Deeper Insights into the Bohart–Adams Model in a Fixed-Bed Column

The Bohart–Adams model was one of the most widely used breakthrough models in column experiments. However, it usually provided a poor fit for the modeling of an asymmetric breakthrough curve. This work proposed the n-order Bohart–Adams and fractal-like Bohart–Adams models. The former indicated a nonlinear decay process of the concentration of the adsorbate or residual capacity of the adsorbent, while the latter reflected a diffusion-limited process on the heterogeneous surfaces. The Bohart–Adams and modified Bohart–Adams models were mathematically equivalent. The applicability of the n-order Bohart–Adams and fractal-like Bohart–Adams models was validated by norfloxacin and Cu(II) adsorption in a fixed-bed column.
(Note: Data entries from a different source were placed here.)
/// Index markers are integers, history slots number theirs with floats
fn index_of(value: &Value) -> Option<u32> {
    if let Ok(i) = value.as_u64() {
        return u32::try_from(i).ok();
    }
    let f = value.as_f64().ok()?;
    let i = f as u32;
    (f >= 0.0 && i as f64 == f).then_some(i)
}

fn reading(value: &Value, index: Option<u32>) -> Event {
    Event::Reading {
        tag: value.tag,
        value: value.payload.clone(),
        index,
    }
}

/// A value reported to the caller
#[derive(Debug, Clone, PartialEq)]
pub struct Reading {
    pub tag: Tag,
    pub value: Payload,
    /// Battery, module or history slot the value belongs to
    pub index: Option<u32>,
    pub interpretation: Option<String>,
}

/// Result of handling a response
#[derive(Debug, Clone, PartialEq)]
pub enum Output {
    Reading(Reading),
    DeviceError { tag: Tag, code: ErrorCode },
}

/// Request/response state of one session
#[derive(Debug)]
pub struct Orchestrator {
    credentials: Credentials,
    authenticated: bool,
    queries: VecDeque<Query>,
    pagination: Pagination,
}

impl Orchestrator {
    pub fn new(credentials: Credentials, queries: impl IntoIterator<Item = Query>) -> Self {
        Orchestrator {
            credentials,
            authenticated: false,
            queries: queries.into_iter().collect(),
            pagination: Pagination::default(),
        }
    }

    /// Queue another query after the pending ones
    pub fn push(&mut self, query: Query) {
        self.queries.push_back(query);
    }

    pub fn is_authenticated(&self) -> bool {
        self.authenticated
    }

    /// Authenticated and nothing left to ask
    pub fn is_finished(&self) -> bool {
        self.authenticated && self.queries.is_empty()
    }

    pub fn pagination(&self) -> &Pagination {
        &self.pagination
    }

    /// Root container of the next request
    ///
    /// Calling this again without handling a response returns the same
    /// request, which is what a retry after a timeout sends.
    pub fn next_request(&self) -> Option<Value> {
        let mut root = ContainerBuilder::new(Tag::ROOT);
        if !self.authenticated {
            root.append_value(self.credentials.request());
            return Some(root.build());
        }
        match self.queries.front()? {
            Query::ReadTags(tags) => {
                for request in read_request(tags) {
                    root.append_value(request);
                }
            }
            Query::ModuleDump => {
                root.append_value(self.pagination.request());
            }
            Query::GetPowerSettings => {
                root.append_value(get_power_settings_request());
            }
            Query::PowerSettings(mode) => {
                root.append_value(mode.request());
            }
            Query::ManualCharge(energy) => {
                root.append_value(manual_charge_request(*energy));
            }
            Query::History(window) => {
                root.append_value(window.request());
            }
        }
        Some(root.build())
    }

    /// Apply a response frame
    pub fn handle_frame(
        &mut self,
        frame: &Frame,
        dictionary: &dyn TagDictionary,
    ) -> Result<Vec<Output>, ProtocolError> {
        let mut events = Vec::new();
        dispatch(&frame.values, None, false, &mut events);

        if !self.authenticated {
            let level = events.iter().find_map(|event| match event {
                Event::Authenticated(level) => Some(*level),
                _ => None,
            });
            return match level {
                Some(level) if level > 0 => {
                    info!("Authenticated with access level {level}");
                    self.authenticated = true;
                    Ok(Vec::new())
                }
                _ => Err(ProtocolError::AuthenticationRejected),
            };
        }

        let done = match self.queries.front() {
            Some(Query::ModuleDump) => self.step_pagination(&events) == PageStep::Done,
            Some(_) => true,
            None => {
                warn!("Response without a pending query");
                false
            }
        };
        if done {
            if let Some(query) = self.queries.pop_front() {
                debug!("Completed {query:?}");
            }
        }

        Ok(events
            .into_iter()
            .filter_map(|event| match event {
                Event::Reading { tag, value, index } => Some(Output::Reading(Reading {
                    interpretation: dictionary.interpret(tag, &value),
                    tag,
                    value,
                    index,
                })),
                Event::DeviceError { tag, code } => Some(Output::DeviceError { tag, code }),
                _ => None,
            })
            .collect())
    }

    fn step_pagination(&mut self, events: &[Event]) -> PageStep {
        if self.pagination.first_request {
            let count = events.iter().find_map(|event| match event {
                Event::DcbCount(count) => Some(*count),
                _ => None,
            });
            return self.pagination.start(count);
        }
        self.pagination.advance(page_answer(events))
    }
}

/// Module data wins over errors. An error on a module container answers
/// that module, any other error refuses the whole request.
fn page_answer(events: &[Event]) -> PageAnswer {
    let mut answer = PageAnswer::Nothing;
    for event in events {
        match event {
            Event::DcbData(Some(index)) => return PageAnswer::Module(Some(*index)),
            Event::DcbData(None) => answer = PageAnswer::Module(None),
            Event::DeviceError { tag, .. } if Response::from(*tag).is_module_data() => {
                answer = PageAnswer::Module(None);
            }
            Event::DeviceError { .. } if answer == PageAnswer::Nothing => {
                answer = PageAnswer::Failed;
            }
            _ => {}
        }
    }
    answer
}
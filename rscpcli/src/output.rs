use std::fmt::Write;

use rscp_protocol::{Output, TagDictionary};

/// One line per output: `NAME[index]: value unit (interpretation)`
pub fn format_output(dictionary: &dyn TagDictionary, output: &Output) -> String {
    let mut line = String::new();
    match output {
        Output::Reading(reading) => {
            push_name(&mut line, dictionary, reading.tag);
            if let Some(index) = reading.index {
                let _ = write!(line, "[{index}]");
            }
            let _ = write!(line, ": {}", reading.value);
            if let Some(unit) = dictionary.unit(reading.tag) {
                let _ = write!(line, " {unit}");
            }
            if let Some(interpretation) = &reading.interpretation {
                let _ = write!(line, " ({interpretation})");
            }
        }
        Output::DeviceError { tag, code } => {
            push_name(&mut line, dictionary, *tag);
            let _ = write!(line, ": device error {code}");
        }
    }
    line
}

fn push_name(line: &mut String, dictionary: &dyn TagDictionary, tag: rscp_protocol::Tag) {
    match dictionary.name(tag) {
        Some(name) => line.push_str(name),
        None => {
            let _ = write!(line, "{tag}");
        }
    }
}
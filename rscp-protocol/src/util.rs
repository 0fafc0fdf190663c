/// Round `n` up to the next multiple of `block`
///
/// ## Example
/// A frame of 43 bytes occupies two 32 byte cipher blocks on the wire,
/// so it consumes `round_up(43, 32) == 64` bytes of the receive buffer.
pub const fn round_up(n: usize, block: usize) -> usize {
    n.div_ceil(block) * block
}

/// Round `n` down to a multiple of `block`
pub const fn round_down(n: usize, block: usize) -> usize {
    n - n % block
}
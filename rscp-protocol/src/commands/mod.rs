//! Request builders and input types of the supported commands

mod authentication;
mod history;
mod module_dump;
mod power_settings;
mod read_tags;

pub use authentication::*;
pub use history::*;
pub use module_dump::*;
pub use power_settings::*;
pub use read_tags::*;
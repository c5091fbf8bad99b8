//! Decode-then-load pipeline and the reconnecting service loop

use async_trait::async_trait;
use tokio::sync::watch;
use tracing::{debug, info, warn};

use seis_middleware::{RetryConfig, RetryError, RetryPolicy};

use crate::consumer::{BrokerConsumer, LoopExit, MessageHandler};
use crate::decoder::RecordDecoder;
use crate::error::{ConsumerError, ProcessError, StoreError};
use crate::loader::{BulkLoader, CopyTarget, StoreConnector};

/// Owns the store session; reopens it when found closed
pub struct Pipeline<C: StoreConnector> {
    decoder: RecordDecoder,
    connector: C,
    retry: RetryPolicy,
    loader: Option<BulkLoader<C::Target>>,
}

impl<C: StoreConnector> Pipeline<C> {
    pub fn new(connector: C, retry: &RetryConfig) -> Self {
        Self {
            decoder: RecordDecoder::new(),
            connector,
            retry: RetryPolicy::new(retry),
            loader: None,
        }
    }

    pub fn with_shutdown(mut self, shutdown: watch::Receiver<bool>) -> Self {
        self.retry = self.retry.with_shutdown(shutdown);
        self
    }

    pub fn connector(&self) -> &C {
        &self.connector
    }

    /// Single startup attempt; the caller treats failure as fatal
    pub async fn connect(&mut self) -> Result<(), StoreError> {
        let target = self.connector.connect().await?;
        info!(target = %self.connector.target(), "Store connected");
        self.loader = Some(BulkLoader::new(target));
        Ok(())
    }

    async fn ensure_store(&mut self) -> Result<&mut BulkLoader<C::Target>, ProcessError> {
        let loader = match self.loader.take() {
            Some(loader) if !loader.target().is_closed() => loader,
            previous => {
                if previous.is_some() {
                    warn!(target = %self.connector.target(), "Store connection lost");
                    self.retry.mark_disconnected();
                }
                let connector = &self.connector;
                let target = connector.target();
                match self
                    .retry
                    .connect_with_retry(&target, move || connector.connect())
                    .await
                {
                    Ok(session) => BulkLoader::new(session),
                    Err(e) => {
                        self.retry.reset();
                        return Err(ProcessError::StoreUnavailable(e));
                    }
                }
            }
        };
        Ok(self.loader.insert(loader))
    }
}

#[async_trait]
impl<C: StoreConnector> MessageHandler for Pipeline<C> {
    async fn handle(&mut self, body: &[u8]) -> Result<u64, ProcessError> {
        let record = self.decoder.decode(body)?;
        if record.is_empty() {
            debug!(sid = %record.sid, "Record has no samples");
            return Ok(0);
        }
        let loader = self.ensure_store().await?;
        Ok(loader.load(&record).await?)
    }
}

/// Run the consume loop, rebuilding the broker connection whenever it
/// fails. Returns once shutdown is requested; an error means the broker
/// could not be reached within the retry budget.
pub async fn run_service<H>(
    consumer: &mut BrokerConsumer,
    handler: &mut H,
    shutdown: watch::Receiver<bool>,
) -> Result<(), ConsumerError>
where
    H: MessageHandler + ?Sized,
{
    loop {
        if !consumer.is_connected() {
            consumer.disconnect().await;
            match consumer.connect().await {
                Ok(()) => {}
                Err(ConsumerError::Retry(RetryError::Cancelled(_))) => {
                    info!("Shutdown requested while connecting");
                    return Ok(());
                }
                Err(e) => return Err(e),
            }
        }

        match consumer.run(handler, &shutdown).await {
            LoopExit::Shutdown => {
                consumer.disconnect().await;
                return Ok(());
            }
            LoopExit::BrokerFailure(e) => {
                warn!(error = %e, "Broker connection lost, reconnecting");
                consumer.disconnect().await;
            }
        }
    }
}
Compared with the Bohart–Adams model, the two new models had better fitting performance with higher R2 and lower χ2 values, and all of the residuals were randomly distributed. The fractal-like Bohart–Adams and modified dose–response models provided the best fitting quality for the adsorption of Cu(II) (R2 = 0.9956 and χ2 = 7.56 × 10–4) and norfloxacin (R2 = 0.9991 and χ2 = 1.37 × 10–4), respectively. This work may provide a practical method for the modeling of the asymmetric breakthrough curves.